> _Brief_
Reproduce the data exactly as it stands.

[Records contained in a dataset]
= Beginning of Section =
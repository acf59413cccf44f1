//! Property-Based Test Generators
//!
//! Provides proptest strategies for adapter ids, field values, entities and
//! adapter outcomes.

use std::time::Duration;

use proptest::collection::{btree_map, btree_set, vec};
use proptest::prelude::*;
use serde_json::Value;

use core_kernel::{AdapterError, AdapterId, NormalizedEntity};

/// Strategy for generating adapter ids such as `"crm-7"`
pub fn adapter_id_strategy() -> impl Strategy<Value = AdapterId> {
    (0u8..32).prop_map(|n| AdapterId::from(format!("crm-{}", n)))
}

/// Strategy for generating `n` distinct adapter ids, sorted
pub fn distinct_adapter_ids_strategy(n: usize) -> impl Strategy<Value = Vec<AdapterId>> {
    btree_set(adapter_id_strategy(), n).prop_map(|ids| ids.into_iter().collect())
}

/// Strategy for generating scalar field values
pub fn scalar_value_strategy() -> impl Strategy<Value = Value> {
    prop_oneof![
        Just(Value::Null),
        any::<bool>().prop_map(Value::Bool),
        (-1_000i64..1_000).prop_map(Value::from),
        "[a-z]{1,6}(@[a-z]{1,4}\\.com)?".prop_map(Value::String),
    ]
}

/// Strategy for generating field values, including tag lists
pub fn field_value_strategy() -> impl Strategy<Value = Value> {
    prop_oneof![
        4 => scalar_value_strategy(),
        1 => vec("[a-z]{1,4}", 0..4)
            .prop_map(|tags| Value::Array(tags.into_iter().map(Value::String).collect())),
    ]
}

/// Strategy for generating entities over a small shared field vocabulary
///
/// The vocabulary is small so that independently generated entities often
/// share fields, which is what conflict detection cares about.
pub fn entity_strategy() -> impl Strategy<Value = NormalizedEntity> {
    btree_map(
        prop_oneof![
            Just("email".to_string()),
            Just("name".to_string()),
            Just("phone".to_string()),
            Just("tags".to_string()),
            Just("score".to_string()),
        ],
        field_value_strategy(),
        0..5,
    )
    .prop_map(|fields| NormalizedEntity {
        external_id: None,
        fields,
        updated_at: None,
    })
}

/// Strategy for generating successful results from distinct adapters
pub fn adapter_entities_strategy(
    max_adapters: usize,
) -> impl Strategy<Value = Vec<(AdapterId, NormalizedEntity)>> {
    (1..=max_adapters).prop_flat_map(|n| {
        (distinct_adapter_ids_strategy(n), vec(entity_strategy(), n))
            .prop_map(|(ids, entities)| ids.into_iter().zip(entities).collect())
    })
}

/// Strategy for generating adapter errors of every kind
pub fn adapter_error_strategy() -> impl Strategy<Value = AdapterError> {
    prop_oneof![
        (1u64..5_000).prop_map(|ms| AdapterError::rate_limited(Duration::from_millis(ms))),
        Just(AdapterError::auth("invalid api key")),
        Just(AdapterError::transient("connection reset")),
        Just(AdapterError::permanent("record locked")),
        Just(AdapterError::malformed("missing email")),
    ]
}

/// Strategy for an adapter's scripted behaviour: `None` succeeds
pub fn adapter_behavior_strategy() -> impl Strategy<Value = Option<AdapterError>> {
    prop_oneof![
        2 => Just(None),
        1 => adapter_error_strategy().prop_map(Some),
    ]
}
= End of Section =
> _Task output_
repository acf59413cccf44f1
//! Property-Based Test Generators
//!
//! Provides proptest strategies for adapter ids, field values, entities and
//! adapter outcomes.

use std::time::Duration;

use proptest::collection::{btree_map, btree_set, vec};
use proptest::prelude::*;
use serde_json::Value;

use core_kernel::{AdapterError, AdapterId, NormalizedEntity};

/// Strategy for generating adapter ids such as `"crm-7"`
pub fn adapter_id_strategy() -> impl Strategy<Value = AdapterId> {
    (0u8..32).prop_map(|n| AdapterId::from(format!("crm-{}", n)))
}

/// Strategy for generating `n` distinct adapter ids, sorted
pub fn distinct_adapter_ids_strategy(n: usize) -> impl Strategy<Value = Vec<AdapterId>> {
    btree_set(adapter_id_strategy(), n).prop_map(|ids| ids.into_iter().collect())
}

/// Strategy for generating scalar field values
pub fn scalar_value_strategy() -> impl Strategy<Value = Value> {
    prop_oneof![
        Just(Value::Null),
        any::<bool>().prop_map(Value::Bool),
        (-1_000i64..1_000).prop_map(Value::from),
        "[a-z]{1,6}(@[a-z]{1,4}\\.com)?".prop_map(Value::String),
    ]
}

/// Strategy for generating field values, including tag lists
pub fn field_value_strategy() -> impl Strategy<Value = Value> {
    prop_oneof![
        4 => scalar_value_strategy(),
        1 => vec("[a-z]{1,4}", 0..4)
            .prop_map(|tags| Value::Array(tags.into_iter().map(Value::String).collect())),
    ]
}

/// Strategy for generating entities over a small shared field vocabulary
///
/// The vocabulary is small so that independently generated entities often
/// share fields, which is what conflict detection cares about.
pub fn entity_strategy() -> impl Strategy<Value = NormalizedEntity> {
    btree_map(
        prop_oneof![
            Just("email".to_string()),
            Just("name".to_string()),
            Just("phone".to_string()),
            Just("tags".to_string()),
            Just("score".to_string()),
        ],
        field_value_strategy(),
        0..5,
    )
    .prop_map(|fields| NormalizedEntity {
        external_id: None,
        fields,
        updated_at: None,
    })
}

/// Strategy for generating successful results from distinct adapters
pub fn adapter_entities_strategy(
    max_adapters: usize,
) -> impl Strategy<Value = Vec<(AdapterId, NormalizedEntity)>> {
    (1..=max_adapters).prop_flat_map(|n| {
        (distinct_adapter_ids_strategy(n), vec(entity_strategy(), n))
            .prop_map(|(ids, entities)| ids.into_iter().zip(entities).collect())
    })
}

/// Strategy for generating adapter errors of every kind
pub fn adapter_error_strategy() -> impl Strategy<Value = AdapterError> {
    prop_oneof![
        (1u64..5_000).prop_map(|ms| AdapterError::rate_limited(Duration::from_millis(ms))),
        Just(AdapterError::auth("invalid api key")),
        Just(AdapterError::transient("connection reset")),
        Just(AdapterError::permanent("record locked")),
        Just(AdapterError::malformed("missing email")),
    ]
}

/// Strategy for an adapter's scripted behaviour: `None` succeeds
pub fn adapter_behavior_strategy() -> impl Strategy<Value = Option<AdapterError>> {
    prop_oneof![
        2 => Just(None),
        1 => adapter_error_strategy().prop_map(Some),
    ]
}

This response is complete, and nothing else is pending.